I popped along to see Archbishop Desmond Tutu, hoping some of his serenity would infect me, provide me with some perspective against real issues, third world debt, slavery, international conflict. It didn't. I'm still a completely miserable, inadequate, snivelling no-hoper with no car, money nor currently any way of getting to the airport next week. It did give me the chance to offer directions to a visiting American history professor looking for the Wilberforce Institute of Slavery and Emancipation. His name badge announced him to be ' Randy J. Sparks'. Now that cheered me up.
14 Comments:
So sorry. I'd offer you a lift to the airport but:
a (as you know) Norfolk/Lincolnshire/airport isn't the most direct route,
b If two of you need the lift, you won't both get in my car.
Chin up!
Randy Sparks - poor guy doesn't need to play the 'whats your porn name'!!
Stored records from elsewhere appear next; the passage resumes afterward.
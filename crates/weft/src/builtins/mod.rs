//! Default builtin surface (spec §4.4).
//!
//! Grounded on `ouros::modules` — one file per stdlib surface
//! (`math.rs`, `json.rs`, `re.rs`, `time_mod.rs`, `random_mod.rs`,
//! `uuid_mod.rs`) — mirrored here with the groupings spec.md §4.4 itself
//! uses (I/O, collections, higher-order, types, strings, math, JSON,
//! utility, date/time, system, debug).

mod collections;
mod debug;
mod higher_order;
mod io;
pub(crate) mod json;
mod math;
mod strings;
mod system;
mod time;
mod types;
mod util;
mod coordination;

use std::sync::Arc;

use crate::env::EnvHandle;
use crate::function::{HostFn, HostFunction, FunctionValue};
use crate::value::Value;

/// Wraps a Rust closure as a callable `Value::Function::Host` and binds it
/// in `env` under `name`.
pub(crate) fn define_host(env: &EnvHandle, name: &str, f: HostFn) {
    env.define(name, Value::Function(Arc::new(FunctionValue::Host(HostFunction { name: name.to_string(), func: f }))));
}

/// Installs every default builtin into the root environment. Called once
/// by [`crate::engine::Engine::new`] before any user script runs; user
/// calls to `register_function`/`register_object` layer on top of these.
pub fn install(env: &EnvHandle) {
    io::install(env);
    collections::install(env);
    higher_order::install(env);
    types::install(env);
    strings::install(env);
    math::install(env);
    json::install(env);
    util::install(env);
    time::install(env);
    system::install(env);
    debug::install(env);
    coordination::install(env);
    crate::parallel::install(env);
}
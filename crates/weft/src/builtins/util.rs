//! `range`, `random`, `uuid`, and the `template(str)` template-function
//! factory (spec §4.3.4, §4.4).

use std::sync::Arc;

use rand::Rng;

use super::define_host;
use crate::ast::{ExprKind, TemplatePart};
use crate::env::EnvHandle;
use crate::error::{EvalResult, RuntimeErrorKind, Unwind};
use crate::eval::Evaluator;
use crate::function::{ArgMap, FunctionValue, HostFunction};
use crate::parser;
use crate::value::Value;

pub(super) fn install(env: &EnvHandle) {
    define_host(env, "range", Arc::new(range));
    define_host(env, "random", Arc::new(random));
    define_host(env, "uuid", Arc::new(uuid));
    define_host(env, "template", Arc::new(template));
}

/// `range(end)`, `range(start, end)`, `range(start, end, step)` — an
/// array of integers, half-open at `end`.
fn range(eval: &mut Evaluator, args: &ArgMap) -> EvalResult<Value> {
    let values = args.all_positional();
    let (start, end, step) = match values.len() {
        1 => (0.0, number(eval, &values[0])?, 1.0),
        2 => (number(eval, &values[0])?, number(eval, &values[1])?, 1.0),
        _ => (number(eval, &values[0])?, number(eval, &values[1])?, number(eval, &values[2])?),
    };
    if step == 0.0 {
        return Err(eval.runtime_error(RuntimeErrorKind::BadArgument, "range() step cannot be zero", eval.call_position));
    }
    let mut out = Vec::new();
    let mut i = start;
    while (step > 0.0 && i < end) || (step < 0.0 && i > end) {
        out.push(Value::Number(i));
        i += step;
    }
    Ok(Value::array(out))
}

fn number(eval: &Evaluator, v: &Value) -> EvalResult<f64> {
    match v {
        Value::Number(n) => Ok(*n),
        other => Err(eval.runtime_error(
            RuntimeErrorKind::TypeMismatch,
            format!("range() expects numbers, found {}", other.type_name()),
            eval.call_position,
        )),
    }
}

/// `random()` in `[0, 1)`; `random(n)` in `[0, n)`; `random(lo, hi)` in
/// `[lo, hi)`.
fn random(eval: &mut Evaluator, args: &ArgMap) -> EvalResult<Value> {
    let mut rng = rand::thread_rng();
    match (args.pos(0), args.pos(1)) {
        (None, _) => Ok(Value::Number(rng.gen::<f64>())),
        (Some(Value::Number(hi)), None) => Ok(Value::Number(rng.gen_range(0.0..*hi))),
        (Some(Value::Number(lo)), Some(Value::Number(hi))) => Ok(Value::Number(rng.gen_range(*lo..*hi))),
        _ => Err(eval.runtime_error(RuntimeErrorKind::TypeMismatch, "random() expects numeric bounds", eval.call_position)),
    }
}

fn uuid(_eval: &mut Evaluator, _args: &ArgMap) -> EvalResult<Value> {
    Ok(Value::string(uuid::Uuid::now_v7().to_string()))
}

/// Compiles `str` into a reusable host function: called later with named
/// arguments only, it evaluates the template in a fresh, parentless
/// environment containing just those bindings, so any name it doesn't
/// recognize renders back as the literal `{{name}}` rather than failing
/// (spec §4.3.4).
fn template(eval: &mut Evaluator, args: &ArgMap) -> EvalResult<Value> {
    let Some(Value::String(s)) = args.pos(0) else {
        return Err(eval.runtime_error(RuntimeErrorKind::TypeMismatch, "template() expects a string", eval.call_position));
    };
    if !s.contains("{{") {
        return Err(eval.runtime_error(RuntimeErrorKind::BadArgument, "template() requires a string containing '{{'", eval.call_position));
    }
    let parts = parser::parse_template_parts(s, &eval.file, eval.call_position).map_err(Unwind::from)?;
    let parts = Arc::new(parts);
    let func: crate::function::HostFn = Arc::new(move |eval: &mut Evaluator, call_args: &ArgMap| render_template(eval, &parts, call_args));
    Ok(Value::Function(Arc::new(FunctionValue::Host(HostFunction { name: "<template>".to_string(), func }))))
}

fn render_template(eval: &mut Evaluator, parts: &[TemplatePart], call_args: &ArgMap) -> EvalResult<Value> {
    let scope = EnvHandle::root();
    for i in 0..call_args.positional_count() {
        if let Some(v) = call_args.pos(i) {
            scope.define(i.to_string(), v.clone());
        }
    }
    let mut out = String::new();
    for part in parts {
        match part {
            TemplatePart::Text(t) => out.push_str(t),
            TemplatePart::Expr(expr) => {
                // A bare identifier unknown to this call renders literally
                // as `{{name}}` rather than failing (spec §4.3.4); any
                // richer expression is evaluated against only the supplied
                // named arguments and fails normally if it reaches outside
                // that scope.
                if let ExprKind::Identifier(name) = &expr.kind {
                    match call_args.get(name) {
                        Some(v) => out.push_str(&v.to_string()),
                        None => {
                            out.push_str("{{");
                            out.push_str(name);
                            out.push_str("}}");
                        }
                    }
                } else {
                    let previous = std::mem::replace(&mut eval.env, scope.clone());
                    let result = eval.eval_expr(expr);
                    eval.env = previous;
                    out.push_str(&result?.to_string());
                }
            }
        }
    }
    Ok(Value::string(out))
}
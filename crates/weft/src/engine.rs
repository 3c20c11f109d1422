//! Embedder façade (spec §6).
//!
//! Grounded on `ouros::run::Runner` for the public façade shape (parse +
//! execute behind one type, doctest-style `# Example` usage) and
//! `ouros-cli/src/main.rs` for how a host wires a runner up end to end.

use std::path::{Path, PathBuf};
use std::sync::{Arc, Mutex};

use crate::builtins;
use crate::capability::CapabilitySet;
use crate::config::EngineConfig;
use crate::datastore::Registry as DatastoreRegistry;
use crate::env::EnvHandle;
use crate::error::ScriptError;
use crate::eval::Evaluator;
use crate::function::{FunctionValue, HostFn, HostFunction};
use crate::parser;
use crate::resource::RecursionGuard;
use crate::tracer::{EvalTracer, NoopTracer};
use crate::value::Value;

/// Capability hooks the embedder supplies: script loading, file I/O,
/// stdout/stdin, and environment-variable reads (spec §6). A host that
/// wants to sandbox a script supplies a restrictive implementation; the
/// default mirrors the process's own stdio/filesystem/env.
pub trait Hooks: Send + Sync {
    fn read_file(&self, path: &str) -> std::io::Result<String>;
    fn write_file(&self, path: &str, contents: &str) -> std::io::Result<()>;
    fn file_exists(&self, path: &str) -> bool;
    fn write_stdout(&self, text: &str);
    fn read_stdin_line(&self) -> Option<String>;
    fn read_env_var(&self, name: &str) -> Option<String>;
}

/// The default [`Hooks`] implementation: real filesystem, real stdio,
/// real process environment.
#[derive(Debug, Default)]
pub struct DefaultHooks;

impl Hooks for DefaultHooks {
    fn read_file(&self, path: &str) -> std::io::Result<String> {
        std::fs::read_to_string(path)
    }

    fn write_file(&self, path: &str, contents: &str) -> std::io::Result<()> {
        std::fs::write(path, contents)
    }

    fn file_exists(&self, path: &str) -> bool {
        Path::new(path).exists()
    }

    fn write_stdout(&self, text: &str) {
        use std::io::Write;
        let _ = std::io::stdout().write_all(text.as_bytes());
    }

    fn read_stdin_line(&self) -> Option<String> {
        use std::io::BufRead;
        let mut line = String::new();
        match std::io::stdin().lock().read_line(&mut line) {
            Ok(0) => None,
            Ok(_) => Some(line),
            Err(_) => None,
        }
    }

    fn read_env_var(&self, name: &str) -> Option<String> {
        std::env::var(name).ok()
    }
}

/// A [`Hooks`] implementation that captures stdout writes in memory rather
/// than touching the real terminal. Used by this crate's own tests and by
/// any host that wants to collect a script's output rather than stream it.
#[derive(Debug, Default)]
pub struct CollectingHooks {
    stdout: Mutex<String>,
}

impl CollectingHooks {
    #[must_use]
    pub fn new() -> Self {
        Self::default()
    }

    /// Everything written to stdout so far.
    #[must_use]
    pub fn output(&self) -> String {
        self.stdout.lock().unwrap().clone()
    }
}

impl Hooks for CollectingHooks {
    fn read_file(&self, path: &str) -> std::io::Result<String> {
        std::fs::read_to_string(path)
    }

    fn write_file(&self, path: &str, contents: &str) -> std::io::Result<()> {
        std::fs::write(path, contents)
    }

    fn file_exists(&self, path: &str) -> bool {
        Path::new(path).exists()
    }

    fn write_stdout(&self, text: &str) {
        self.stdout.lock().unwrap().push_str(text);
    }

    fn read_stdin_line(&self) -> Option<String> {
        None
    }

    fn read_env_var(&self, name: &str) -> Option<String> {
        std::env::var(name).ok()
    }
}

/// The embedder's entry point: owns the global scope (builtins plus
/// whatever the host registers), capability grants, I/O hooks, the debug
/// tracer, and the process-wide datastore registry.
pub struct Engine {
    globals: EnvHandle,
    hooks: Arc<dyn Hooks>,
    capabilities: CapabilitySet,
    tracer: Arc<dyn EvalTracer>,
    datastores: Arc<DatastoreRegistry>,
    script_dir: Option<PathBuf>,
    max_recursion_depth: Option<usize>,
}

impl Default for Engine {
    fn default() -> Self {
        Self::new()
    }
}

impl Engine {
    /// A fresh engine with every default builtin installed, full
    /// capabilities, a no-op tracer, and the default (real) hooks.
    ///
    /// # Example
    /// ```
    /// let engine = weft::Engine::new();
    /// engine.execute("print(1 + 1)", "inline").unwrap();
    /// ```
    #[must_use]
    pub fn new() -> Self {
        let globals = EnvHandle::root();
        builtins::install(&globals);
        let datastores = Arc::new(DatastoreRegistry::new());
        spawn_persist_timer(Arc::downgrade(&datastores));
        Self {
            globals,
            hooks: Arc::new(DefaultHooks),
            capabilities: CapabilitySet::all(),
            tracer: Arc::new(NoopTracer),
            datastores,
            script_dir: None,
            max_recursion_depth: None,
        }
    }

    #[must_use]
    pub fn with_hooks(mut self, hooks: Arc<dyn Hooks>) -> Self {
        self.hooks = hooks;
        self
    }

    #[must_use]
    pub fn with_capabilities(mut self, capabilities: CapabilitySet) -> Self {
        self.capabilities = capabilities;
        self
    }

    #[must_use]
    pub fn with_tracer(mut self, tracer: Arc<dyn EvalTracer>) -> Self {
        self.tracer = tracer;
        self
    }

    /// Applies an [`EngineConfig`] in one call, e.g. from `weft-cli`'s
    /// argument parsing. Each `None` field leaves the current setting
    /// (built-in default) untouched.
    #[must_use]
    pub fn with_config(mut self, config: EngineConfig) -> Self {
        if let Some(dir) = config.script_dir {
            self.script_dir = Some(dir);
        }
        self.max_recursion_depth = config.max_recursion_depth;
        self.capabilities = config.capabilities;
        self
    }

    pub fn set_script_dir(&mut self, path: impl Into<PathBuf>) {
        self.script_dir = Some(path.into());
    }

    /// Registers a single host function, callable by name from script.
    pub fn register_function(&self, name: &str, func: HostFn) {
        self.globals.define(name, Value::Function(Arc::new(FunctionValue::Host(HostFunction { name: name.to_string(), func }))));
    }

    /// Registers an object whose fields are host-function methods, e.g.
    /// an HTTP client or a custom collaborator surface.
    pub fn register_object(&self, name: &str, methods: impl IntoIterator<Item = (&'static str, HostFn)>) {
        let mut fields = indexmap::IndexMap::new();
        for (method_name, func) in methods {
            fields.insert(
                method_name.to_string(),
                Value::Function(Arc::new(FunctionValue::Host(HostFunction { name: format!("{name}.{method_name}"), func }))),
            );
        }
        self.globals.define(name, Value::object(fields));
    }

    fn make_evaluator(&self, file: Arc<str>) -> Evaluator {
        let mut evaluator = Evaluator::new(
            self.globals.child(),
            file,
            self.tracer.clone(),
            self.capabilities,
            self.hooks.clone(),
            self.datastores.clone(),
        );
        evaluator.script_dir = self.script_dir.clone();
        if let Some(depth) = self.max_recursion_depth {
            evaluator.recursion = RecursionGuard::with_max_depth(depth);
        }
        evaluator
    }

    /// Parses and runs `source` to completion.
    pub fn execute(&self, source: &str, file: &str) -> Result<(), ScriptError> {
        let program = parser::parse(source, file)?;
        let mut evaluator = self.make_evaluator(file.into());
        evaluator.run_program(&program)
    }

    /// Reads `path` via the configured [`Hooks`] and executes it.
    pub fn execute_file(&self, path: &Path) -> Result<(), ScriptError> {
        let display = path.display().to_string();
        let source = self.hooks.read_file(&display).map_err(|e| {
            crate::error::RuntimeError::new(
                crate::error::RuntimeErrorKind::HostFailure,
                format!("failed to read '{display}': {e}"),
                display.clone().into(),
                crate::error::Position::default(),
            )
        })?;
        self.execute(&source, &display)
    }

    /// Evaluates `source` as a single expression-or-statements fragment
    /// inside `env`, returning the last expression's value. Used by a
    /// debug REPL to evaluate watch expressions or user input against a
    /// captured breakpoint scope (spec §6).
    pub fn eval_in_environment(&self, source: &str, env: EnvHandle, file: &str) -> Result<Value, ScriptError> {
        let program = parser::parse(source, file)?;
        let mut evaluator = Evaluator::new(env, file.into(), self.tracer.clone(), self.capabilities, self.hooks.clone(), self.datastores.clone());
        if let Some(depth) = self.max_recursion_depth {
            evaluator.recursion = RecursionGuard::with_max_depth(depth);
        }
        let mut last = Value::Nil;
        for stmt in &program.statements {
            match evaluator.eval_single_statement(stmt) {
                Ok(v) => last = v,
                Err(e) => return Err(e),
            }
        }
        Ok(last)
    }

    #[must_use]
    pub fn datastores(&self) -> Arc<DatastoreRegistry> {
        self.datastores.clone()
    }
}

/// Drives any namespace's `persist_interval` flush (spec §4.7). Holds only
/// a [`std::sync::Weak`] reference so the thread exits on its own once the
/// owning `Engine` (and every clone of its registry handle) is dropped.
fn spawn_persist_timer(registry: std::sync::Weak<DatastoreRegistry>) {
    std::thread::spawn(move || loop {
        std::thread::sleep(std::time::Duration::from_millis(500));
        let Some(registry) = registry.upgrade() else { return };
        registry.tick_persist();
    });
}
Hope you are back behind a working wheel soo!
Deepest commiserations - cars are so great - when they go. I hope you can revive yours.
So this is where you've been all this time...stuck in a Polish lorry driver's passenger seat.
I hope, lovely Cherry, that you turn cheery and get an automobile that functions.
Cherry, welcome back! I missed you. Oh God, I hate car trouble, and you know as well as I do that when you are a woman that knows nothing about engines or mechanical things, it is a scary world out there. You have my sympathy.
I missed you Cherry Pie!
I've met two of Randy's brothers,
Warren Peace and Rip Torn.
You need directions to the Automotive Institute of Freedom and Emancipation.
Plans C,D & E are?
Are you coming back to bloglife by instalments, Cherrybabe?
Good luck with your car.
Ullo Cherry Gotta A New Motor?
Thank Vicus for infecting me brain with that one! Check it out.
I was just so happy not to see those flip flop sandals again.... but sorry about the car!
cp, what's with the poverty? a woman of your status and many attributes should have the car of her choice. if the universe fails to cooperate, let me know.
ps be well
I can lend you a 1 horse power, eh, horse!
Enjoyed this post, and REALLY enjoying this song you got playing! :-)
Cars ...never had any 'meas' ...gaelic for affection for them ..once they get me from here to there and back, they'll do ...but yours doesn't now so I understand your annoyance and frustration ... :D
i see that you have chosen to ignore my requests and pleas NOT to sneak into my boudoir and take pictures of me in my favourite tutu.
if you persist i will have to send the boys round!